I was born and raised on the east coast of Canada and lived here all my life but had never heard Grace Ladd's story, so I was thrilled to come across this book. It's a fascinating look at sailing life in what is called "The Golden Age of Sail" and at the personal details of domestic life and child-rearing at sea. A great read, indeed.      

"The Perks of Being a Wallflower"

The Perks of Being A Wallflower

I’m not sure there are any - perks that is - but it was a good book nevertheless. I didn’t really begin to get into it till about a third of the way through, but the main character, Charlie, intrigued me so I kept going. Really it was a fight to even begin it. It’s a YA novel, a coming-of-age thing so there’s a lot of angst and high school stuff and sexual awakening.

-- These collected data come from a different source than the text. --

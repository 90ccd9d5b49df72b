//! Request and response bodies for the bridge HTTP surface.

use serde::{Deserialize, Serialize};
use serde_json::Value;
use utoipa::{IntoParams, ToSchema};
use validator::Validate;

use crate::dao::users::{Leader, UserRecord};
use crate::dto::validation::validate_username;

/// Payload for account creation.
#[derive(Debug, Deserialize, ToSchema, Validate)]
pub struct SignupRequest {
    /// Unique display name for the new account.
    #[validate(custom(function = validate_username))]
    pub username: String,
    /// Plaintext password; only its salted hash is stored.
    #[validate(length(min = 1, message = "password must not be empty"))]
    pub password: String,
}

/// Payload for credential login.
#[derive(Debug, Deserialize, ToSchema)]
pub struct LoginRequest {
    pub username: String,
    pub password: String,
}

/// Payload opening (or reusing) the per-user game-server session.
#[derive(Debug, Deserialize, ToSchema, Validate)]
pub struct ConnectRequest {
    /// Identity the TCP session is registered under.
    #[validate(custom(function = validate_username))]
    pub username: String,
}

/// Optional body for endpoints that only need a username override.
#[derive(Debug, Default, Deserialize, ToSchema)]
#[serde(default)]
pub struct ListGamesRequest {
    pub username: Option<String>,
}

/// Game creation options forwarded to the game server.
#[derive(Debug, Default, Deserialize, ToSchema)]
#[serde(rename_all = "camelCase", default)]
pub struct CreateGameRequest {
    pub username: Option<String>,
    /// Free-form theme label shown in listings.
    pub theme: Option<String>,
    /// Whether the lobby appears in public listings. Defaults to true.
    pub is_public: Option<bool>,
    /// Player capacity. Defaults to 20.
    pub max_players: Option<usize>,
}

/// Join request targeting a lobby by PIN.
#[derive(Debug, Deserialize, ToSchema)]
#[serde(rename_all = "camelCase")]
pub struct JoinGameRequest {
    /// PIN of the game to join.
    pub game_id: String,
    #[serde(default)]
    pub username: Option<String>,
}

/// Fire-and-forget request carrying a PIN under the `pin` key.
#[derive(Debug, Deserialize, ToSchema)]
pub struct PinRequest {
    pub pin: String,
    #[serde(default)]
    pub username: Option<String>,
}

/// Fire-and-forget request carrying a PIN under the `gameId` key.
#[derive(Debug, Deserialize, ToSchema)]
#[serde(rename_all = "camelCase")]
pub struct GameIdRequest {
    pub game_id: String,
    #[serde(default)]
    pub username: Option<String>,
}

/// Answer submission for the current question.
#[derive(Debug, Deserialize, ToSchema)]
#[serde(rename_all = "camelCase")]
pub struct SendAnswerRequest {
    pub game_id: String,
    /// Correctness flag, forwarded verbatim; the game server coerces it.
    #[schema(value_type = Object)]
    pub answer: Value,
    #[serde(default)]
    pub username: Option<String>,
}

/// Question submission while a game sits in the lobby.
#[derive(Debug, Deserialize, ToSchema)]
#[serde(rename_all = "camelCase")]
pub struct SubmitQuestionRequest {
    pub pin: String,
    /// Question text.
    pub question: String,
    /// Truthiness-coerced correct answer.
    #[serde(default)]
    #[schema(value_type = Object)]
    pub answer_true: Value,
    #[serde(default)]
    pub username: Option<String>,
}

/// Chat line relayed to everyone in the same game.
#[derive(Debug, Deserialize, ToSchema)]
pub struct ChatRequest {
    pub pin: String,
    pub message: String,
    #[serde(default)]
    pub username: Option<String>,
}

/// Scoreboard increment for the winner of a finished game.
#[derive(Debug, Deserialize, ToSchema)]
pub struct AwardWinnerRequest {
    pub username: String,
}

/// Query string for the SSE event stream.
#[derive(Debug, Deserialize, IntoParams)]
pub struct EventsQuery {
    /// Username whose session frames are streamed.
    pub username: String,
}

/// Generic acknowledgement body.
#[derive(Debug, Serialize, ToSchema)]
pub struct OkResponse {
    pub ok: bool,
}

impl OkResponse {
    pub fn ok() -> Self {
        Self { ok: true }
    }
}

/// Reply to `/api/listGames`.
#[derive(Debug, Serialize, ToSchema)]
pub struct ListGamesResponse {
    pub success: bool,
    /// Serialized lobby games as sent by the game server.
    #[schema(value_type = Vec<Object>)]
    pub games: Vec<Value>,
}

/// Reply to `/api/createGame`.
#[derive(Debug, Serialize, ToSchema)]
pub struct CreateGameResponse {
    pub success: bool,
    #[schema(value_type = Object)]
    pub game: Value,
}

/// Reply to `/api/joinGame`.
#[derive(Debug, Serialize, ToSchema)]
pub struct JoinGameResponse {
    pub ok: bool,
    #[schema(value_type = Object)]
    pub game: Value,
}

/// Token plus identity returned by `/api/login`.
#[derive(Debug, Serialize, ToSchema)]
pub struct LoginResponse {
    /// Signed session token, valid for seven days.
    pub token: String,
    pub user: UserSummary,
}

/// Minimal identity embedded in the login reply.
#[derive(Debug, Serialize, ToSchema)]
pub struct UserSummary {
    pub id: String,
    pub username: String,
}

/// Profile returned by `/api/me`.
#[derive(Debug, Serialize, ToSchema)]
pub struct UserProfile {
    pub id: String,
    pub username: String,
    pub wins: i64,
    pub created_at: String,
}

/// Envelope for `/api/me`.
#[derive(Debug, Serialize, ToSchema)]
pub struct MeResponse {
    pub user: UserProfile,
}

/// One scoreboard row.
#[derive(Debug, Serialize, ToSchema)]
pub struct LeaderDto {
    pub username: String,
    pub wins: i64,
}

/// Reply to `/api/scoreboard`: top winners, ten at most.
#[derive(Debug, Serialize, ToSchema)]
pub struct ScoreboardResponse {
    pub leaders: Vec<LeaderDto>,
}

impl From<UserRecord> for UserSummary {
    fn from(user: UserRecord) -> Self {
        Self {
            id: user.id,
            username: user.username,
        }
    }
}

impl From<UserRecord> for UserProfile {
    fn from(user: UserRecord) -> Self {
        Self {
            id: user.id,
            username: user.username,
            wins: user.wins,
            created_at: user.created_at,
        }
    }
}

impl From<Leader> for LeaderDto {
    fn from(leader: Leader) -> Self {
        Self {
            username: leader.username,
            wins: leader.wins,
        }
    }
}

The truth is I find that all a bit tedious now - there’s just so much of it in books, on tv and in movies - and I would never have chosen this book for myself, but a couple of friends at book club put it in my hands and said I should read it. I trust them, so I did.

I liked it. I still didn’t enjoy all of that stuff - I think my own high school experience was more than enough for me - but Charlie is a fascinating character. He has no idea what’s wrong with him, but he knows there’s something. He doesn’t react to things the way other people do. He feels things differently. He is detached and sometimes feels that he isn’t there at all. He’s highly intelligent, well mannered and lovable in a quirky, Sheldon Cooper kind of way, but there’s something wrong somewhere. Life doesn’t feel good to him. He’s different in a way he doesn’t understand.

The book is written in letters, all to “Dear Friend” and signed “Love always, Charlie”. He writes letters because he believes them to be more real than a journal. He does share the very personal changes in his life, but the book is written with restraint and is never salacious, in my opinion. Your opinion may differ.

The “Dear Friend” he writes to is someone he chose because another friend (we don’t know who, other than it’s a girl) said he listened and was trustworthy, but he makes it clear that names and details are changed to maintain his anonymity. He doesn’t want the recipient to ever know who was writing to him. We never learn the identity of the “dear friend” but that doesn’t matter because it feels like Charlie is talking to you, the reader, the entire time.  He gets to you, this boy who quietly carries more pain than any child should have to.

It was interesting to learn that the author, Stephen Chbosky, wrote the screenplay for the movie “Rent” and was executive producer of the tv show, Jericho. He obviously knows how to tell a story. This is his first novel.